● About this task: Would you return the lines from the one that contains "to the last step" to the last line of the entries below, exactly and with nothing added?

Collection entries
//! Input streams for the run drivers.
//!
//! An [`ImuStream`] is the ordered inertial record that drives prediction. Each
//! [`MeasurementStream`] holds the absolute-position fixes of one sensor together with a
//! monotonic cursor marking the next fix that has not been consumed. Association is by nearest
//! timestamp: every fix inside the inertial time span is applied at the step whose timestamp is
//! closest to it, and only fixes outside that span are dropped.

use log::warn;
use nalgebra::Vector3;
use serde::{Deserialize, Serialize};

use crate::ImuData;
use crate::error::{FilterError, Result};
use crate::measurements::{PositionMeasurement, Sensor};

/// Timestamped inertial sample
#[derive(Clone, Copy, Debug, Default, PartialEq, Serialize, Deserialize)]
pub struct ImuSample {
    /// Sample time in seconds
    pub timestamp: f64,
    pub data: ImuData,
}

/// Ordered inertial record
#[derive(Clone, Debug, PartialEq, Serialize, Deserialize)]
pub struct ImuStream {
    samples: Vec<ImuSample>,
}
impl ImuStream {
    /// Build a stream from parallel arrays of timestamps, specific force, and angular rate.
    ///
    /// Fails with [`FilterError::MalformedStream`] if the arrays differ in length, are empty,
    /// or contain a non-finite timestamp. Timestamp ordering is checked step by step while the
    /// stream is run so that the failing step can be reported.
    pub fn new(
        timestamps: Vec<f64>,
        accel: Vec<Vector3<f64>>,
        gyro: Vec<Vector3<f64>>,
    ) -> Result<ImuStream> {
        if timestamps.len() != accel.len() || timestamps.len() != gyro.len() {
            return Err(FilterError::MalformedStream(format!(
                "inertial arrays differ in length: {} timestamps, {} accel, {} gyro",
                timestamps.len(),
                accel.len(),
                gyro.len()
            )));
        }
        let samples = timestamps
            .into_iter()
            .zip(accel.into_iter().zip(gyro))
            .map(|(timestamp, (accel, gyro))| ImuSample {
                timestamp,
                data: ImuData { accel, gyro },
            })
            .collect();
        Self::from_samples(samples)
    }
    pub fn from_samples(samples: Vec<ImuSample>) -> Result<ImuStream> {
        if samples.is_empty() {
            return Err(FilterError::MalformedStream(
                "inertial stream is empty".into(),
            ));
        }
        if let Some(k) = samples.iter().position(|s| !s.timestamp.is_finite()) {
            return Err(FilterError::MalformedStream(format!(
                "inertial sample {k} has a non-finite timestamp"
            )));
        }
        Ok(ImuStream { samples })
    }
    pub fn samples(&self) -> &[ImuSample] {
        &self.samples
    }
    pub fn len(&self) -> usize {
        self.samples.len()
    }
    pub fn is_empty(&self) -> bool {
        self.samples.is_empty()
    }
    pub fn get(&self, k: usize) -> Option<&ImuSample> {
        self.samples.get(k)
    }
}

/// Absolute-position fixes from one sensor with a monotonic consumption cursor
#[derive(Clone, Debug, PartialEq, Serialize, Deserialize)]
pub struct MeasurementStream {
    sensor: Sensor,
    measurements: Vec<PositionMeasurement>,
    cursor: usize,
}
impl MeasurementStream {
    /// Build a stream from parallel arrays of timestamps and positions.
    ///
    /// The fixes carry no noise of their own and are weighted with the filter's configured
    /// variance for `sensor`. Timestamps must be finite and non-decreasing.
    pub fn new(
        sensor: Sensor,
        timestamps: Vec<f64>,
        positions: Vec<Vector3<f64>>,
    ) -> Result<MeasurementStream> {
        if timestamps.len() != positions.len() {
            return Err(FilterError::MalformedStream(format!(
                "{sensor} arrays differ in length: {} timestamps, {} positions",
                timestamps.len(),
                positions.len()
            )));
        }
        let measurements = timestamps
            .into_iter()
            .zip(positions)
            .map(|(t, p)| PositionMeasurement::new(sensor, t, p))
            .collect();
        Self::from_measurements(sensor, measurements)
    }
    /// Build a stream from prepared measurements, which must all come from `sensor`
    pub fn from_measurements(
        sensor: Sensor,
        measurements: Vec<PositionMeasurement>,
    ) -> Result<MeasurementStream> {
        if let Some(m) = measurements.iter().find(|m| m.sensor != sensor) {
            return Err(FilterError::MalformedStream(format!(
                "{} measurement in {sensor} stream",
                m.sensor
            )));
        }
        if let Some(k) = measurements.iter().position(|m| !m.timestamp.is_finite()) {
            return Err(FilterError::MalformedStream(format!(
                "{sensor} measurement {k} has a non-finite timestamp"
            )));
        }
        if let Some(k) = measurements
            .windows(2)
            .position(|w| w[1].timestamp < w[0].timestamp)
        {
            return Err(FilterError::MalformedStream(format!(
                "{sensor} timestamps decrease at index {}",
                k + 1
            )));
        }
        Ok(MeasurementStream {
            sensor,
            measurements,
            cursor: 0,
        })
    }
    pub fn sensor(&self) -> Sensor {
        self.sensor
    }
    pub fn measurements(&self) -> &[PositionMeasurement] {
        &self.measurements
    }
    pub fn len(&self) -> usize {
        self.measurements.len()
    }
    pub fn is_empty(&self) -> bool {
        self.measurements.is_empty()
    }
    /// Index of the next unconsumed measurement
    pub fn cursor(&self) -> usize {
        self.cursor
    }
    /// Number of measurements not yet consumed or dropped
    pub fn remaining(&self) -> usize {
        self.measurements.len() - self.cursor
    }
    /// Rewind the cursor to the first measurement
    pub fn reset(&mut self) {
        self.cursor = 0;
    }
    /// Next unconsumed measurement without advancing
    pub fn peek(&self) -> Option<&PositionMeasurement> {
        self.measurements.get(self.cursor)
    }
    /// Drop every measurement older than `time - tolerance`; returns how many were dropped.
    ///
    /// Used before the first inertial step to discard fixes that precede the inertial record.
    pub fn skip_stale(&mut self, time: f64, tolerance: f64) -> usize {
        let start = self.cursor;
        while let Some(m) = self.peek() {
            if m.timestamp >= time - tolerance {
                break;
            }
            warn!(
                "dropping {} measurement at t = {:.6} s: precedes the inertial record starting at t = {time:.6} s",
                self.sensor, m.timestamp
            );
            self.cursor += 1;
        }
        self.cursor - start
    }
    /// Return the next measurement if the step at `time` is the one nearest to it, and advance
    /// the cursor.
    ///
    /// `next_time` is the timestamp of the following inertial step, or `None` at the last step.
    /// A measurement is due when it lies no further from `time` than from `next_time`, so one
    /// exactly halfway between two steps goes to the earlier step. At the last step only
    /// measurements up to `time + tolerance` are due. Later measurements stay queued.
    pub fn take_due(
        &mut self,
        time: f64,
        next_time: Option<f64>,
        tolerance: f64,
    ) -> Option<PositionMeasurement> {
        let m = *self.peek()?;
        let due = match next_time {
            Some(next) => (m.timestamp - time).abs() <= (m.timestamp - next).abs(),
            None => m.timestamp <= time + tolerance,
        };
        if due {
            self.cursor += 1;
            Some(m)
        } else {
            None
        }
    }
    /// Drop every measurement not yet consumed; returns how many were dropped
    pub fn discard_remaining(&mut self, end_time: f64) -> usize {
        for m in &self.measurements[self.cursor..] {
            warn!(
                "dropping {} measurement at t = {:.6} s: follows the inertial record ending at t = {end_time:.6} s",
                self.sensor, m.timestamp
            );
        }
        let dropped = self.remaining();
        self.cursor = self.measurements.len();
        dropped
    }
}

#[cfg(test)]
mod tests {
    use super::*;

    fn stream(timestamps: Vec<f64>) -> MeasurementStream {
        let positions = timestamps.iter().map(|t| Vector3::new(*t, 0.0, 0.0)).collect();
        MeasurementStream::new(Sensor::Gnss, timestamps, positions).unwrap()
    }

    #[test]
    fn imu_stream_validates_lengths() {
        let err = ImuStream::new(
            vec![0.0, 0.1],
            vec![Vector3::zeros(); 2],
            vec![Vector3::zeros(); 3],
        )
        .unwrap_err();
        assert!(matches!(err, FilterError::MalformedStream(_)));
        assert!(ImuStream::new(vec![], vec![], vec![]).is_err());
        assert!(
            ImuStream::new(
                vec![0.0, f64::NAN],
                vec![Vector3::zeros(); 2],
                vec![Vector3::zeros(); 2]
            )
            .is_err()
        );
    }
    #[test]
    fn imu_stream_pairs_samples() {
        let imu = ImuStream::new(
            vec![0.0, 0.1],
            vec![Vector3::new(1.0, 0.0, 0.0), Vector3::new(2.0, 0.0, 0.0)],
            vec![Vector3::zeros(), Vector3::new(0.0, 0.0, 0.5)],
        )
        .unwrap();
        assert_eq!(imu.len(), 2);
        let s = imu.get(1).unwrap();
        assert_eq!(s.timestamp, 0.1);
        assert_eq!(s.data.accel[0], 2.0);
        assert_eq!(s.data.gyro[2], 0.5);
        assert!(imu.get(2).is_none());
    }
    #[test]
    fn measurement_stream_validation() {
        assert!(
            MeasurementStream::new(Sensor::Lidar, vec![0.0, 1.0], vec![Vector3::zeros()]).is_err()
        );
        let err = MeasurementStream::new(
            Sensor::Lidar,
            vec![1.0, 0.5],
            vec![Vector3::zeros(); 2],
        )
        .unwrap_err();
        assert!(matches!(err, FilterError::MalformedStream(ref m) if m.contains("index 1")));
        let mixed = vec![PositionMeasurement::gnss(0.0, Vector3::zeros(), 0.1)];
        assert!(MeasurementStream::from_measurements(Sensor::Lidar, mixed).is_err());
        // Repeated timestamps are allowed
        assert!(stream(vec![0.0, 0.0, 1.0]).len() == 3);
    }
    #[test]
    fn take_due_picks_the_nearest_step() {
        let mut s = stream(vec![0.1, 0.201, 0.27, 0.3]);
        // 0.1 is nearer to 0.1 than to 0.2
        assert!(s.take_due(0.0, Some(0.1), 1e-6).is_none());
        assert_eq!(s.take_due(0.1, Some(0.2), 1e-6).unwrap().timestamp, 0.1);
        assert!(s.take_due(0.1, Some(0.2), 1e-6).is_none());
        // 0.201 lands just after the step at 0.2
        assert_eq!(s.take_due(0.2, Some(0.3), 1e-6).unwrap().timestamp, 0.201);
        assert!(s.take_due(0.2, Some(0.3), 1e-6).is_none());
        assert_eq!(s.cursor(), 2);
        // 0.27 and 0.3 both belong to the last step
        assert_eq!(s.take_due(0.3, None, 1e-6).unwrap().timestamp, 0.27);
        assert_eq!(s.take_due(0.3, None, 1e-6).unwrap().timestamp, 0.3);
        assert_eq!(s.remaining(), 0);
        s.reset();
        assert_eq!(s.remaining(), 4);
    }
    #[test]
    fn halfway_fix_goes_to_the_earlier_step() {
        let mut s = stream(vec![1.5]);
        assert!(s.take_due(1.0, Some(2.0), 1e-6).is_some());
    }
    #[test]
    fn fixes_outside_the_inertial_record_are_dropped() {
        let mut s = stream(vec![0.05, 0.15, 0.2, 0.9, 1.2]);
        assert_eq!(s.skip_stale(0.2, 1e-6), 2);
        assert_eq!(s.cursor(), 2);
        assert_eq!(s.take_due(0.2, Some(0.3), 1e-6).unwrap().timestamp, 0.2);
        assert_eq!(s.skip_stale(0.0, 1e-6), 0);
        // Last step at 1.0: 0.9 is applied, 1.2 is past the end of the record
        assert_eq!(s.take_due(1.0, None, 1e-6).unwrap().timestamp, 0.9);
        assert!(s.take_due(1.0, None, 1e-6).is_none());
        assert_eq!(s.discard_remaining(1.0), 1);
        assert_eq!(s.remaining(), 0);
        assert_eq!(s.discard_remaining(1.0), 0);
    }
    #[test]
    fn simultaneous_measurements_are_all_due() {
        let mut s = stream(vec![0.5, 0.5]);
        assert!(s.take_due(0.5, Some(0.6), 1e-6).is_some());
        assert!(s.take_due(0.5, Some(0.6), 1e-6).is_some());
        assert!(s.take_due(0.5, Some(0.6), 1e-6).is_none());
    }
    #[test]
    fn stream_fixes_use_configured_noise() {
        assert!(stream(vec![0.0, 1.0]).measurements().iter().all(|m| m.noise.is_none()));
    }
}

● Solution to this task:
        // 0.27 and 0.3 both belong to the last step
        assert_eq!(s.take_due(0.3, None, 1e-6).unwrap().timestamp, 0.27);
        assert_eq!(s.take_due(0.3, None, 1e-6).unwrap().timestamp, 0.3);
        assert_eq!(s.remaining(), 0);
        s.reset();
        assert_eq!(s.remaining(), 4);
    }
    #[test]
    fn halfway_fix_goes_to_the_earlier_step() {
        let mut s = stream(vec![1.5]);
        assert!(s.take_due(1.0, Some(2.0), 1e-6).is_some());
    }
    #[test]
    fn fixes_outside_the_inertial_record_are_dropped() {
        let mut s = stream(vec![0.05, 0.15, 0.2, 0.9, 1.2]);
        assert_eq!(s.skip_stale(0.2, 1e-6), 2);
        assert_eq!(s.cursor(), 2);
        assert_eq!(s.take_due(0.2, Some(0.3), 1e-6).unwrap().timestamp, 0.2);
        assert_eq!(s.skip_stale(0.0, 1e-6), 0);
        // Last step at 1.0: 0.9 is applied, 1.2 is past the end of the record
        assert_eq!(s.take_due(1.0, None, 1e-6).unwrap().timestamp, 0.9);
        assert!(s.take_due(1.0, None, 1e-6).is_none());
        assert_eq!(s.discard_remaining(1.0), 1);
        assert_eq!(s.remaining(), 0);
        assert_eq!(s.discard_remaining(1.0), 0);
    }
    #[test]
    fn simultaneous_measurements_are_all_due() {
        let mut s = stream(vec![0.5, 0.5]);
        assert!(s.take_due(0.5, Some(0.6), 1e-6).is_some());
        assert!(s.take_due(0.5, Some(0.6), 1e-6).is_some());
        assert!(s.take_due(0.5, Some(0.6), 1e-6).is_none());
    }
    #[test]
    fn stream_fixes_use_configured_noise() {
        assert!(stream(vec![0.0, 1.0]).measurements().iter().all(|m| m.noise.is_none()));
    }
}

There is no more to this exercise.